Musical Memories: Sing Amen, EverybodyPosted: April 6, 2015
The Archaeologist is Irish-American-Catholic, and a chorister. This entails two deeply felt but diametrically opposed things: church singing and old-style Irish-American Catholicism.
In my Catholic youth, everybody sang pretty much all the time until they got to church, where they clammed up and glared at anybody who dared so much as intone an Amen. Churches were places of reverent silence, muttered responses and rigidly maintained personal space. (During my adolescence the Vatican enacted the Sign of Peace, a part of Mass ritual in which you shake your neighbor’s hand and say “Peace be with you.” For many in my hometown parish, this was the emotional equivalent of requiring a raised middle finger and a raspberry.)
Music was show-offy, vaguely suspect. Especially the good stuff. (Was Mozart’s setting of the Regina Coeli OK for church? Oh, Mozart was Catholic? Seriously? He wrote that stuff for Catholics?)
As for Handel … well. He belonged to the Protestants. You could hear him in a concert hall, if you wanted. But not in church, not on Easter Sunday.
Happily, that has changed. My present-day parish revels in its music program. We have adult choir, children’s choir, bell choirs. And we do Handel, especially at Easter. This year at the Vigil we took a gander at “Worthy is the Lamb,” with its majestic, endlessly textured Amen.

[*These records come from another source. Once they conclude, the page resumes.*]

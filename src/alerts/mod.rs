//! Rule-based alerting
//!
//! Rules pair a condition on sample data (or on a windowed metric average)
//! with notification actions. Firing is throttled per rule by a cooldown and
//! a lifetime trigger cap, and every fire is kept in an in-memory history
//! that operators acknowledge and resolve.

pub mod config;
pub mod defaults;
pub mod engine;
pub mod notifier;
pub mod record;
pub mod worker;

pub use config::{
    AlertCondition, AlertRule, NotificationAction, Operator, RuleError, RuleOptions, RuleUpdate,
};
pub use defaults::{default_rules, DefaultTargets};
pub use engine::{AlertEngine, EngineConfig, TestOutcome};
pub use notifier::{DispatchError, HttpNotifier, Notifier, NotifierConfig, NotifierError};
pub use record::{AlertRecord, AlertStats, AlertStatus, HistoryFilter, Severity};
pub use worker::AlertWorker;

It’s kind of a monster. But a great one. Here’s an old-school version conducted by Otto Klemperer, with a big fat chorus and orchestra. Not the Baroque-authentic, smaller-scale sort of production favored today, but delightfully rich and ripe. Enjoy.
P.S. For a penetrating and frequently hilarious dissection of American Catholics and their love-hate relationship with music, read Thomas Day’s Why Catholics Can’t Sing. It’s a treat.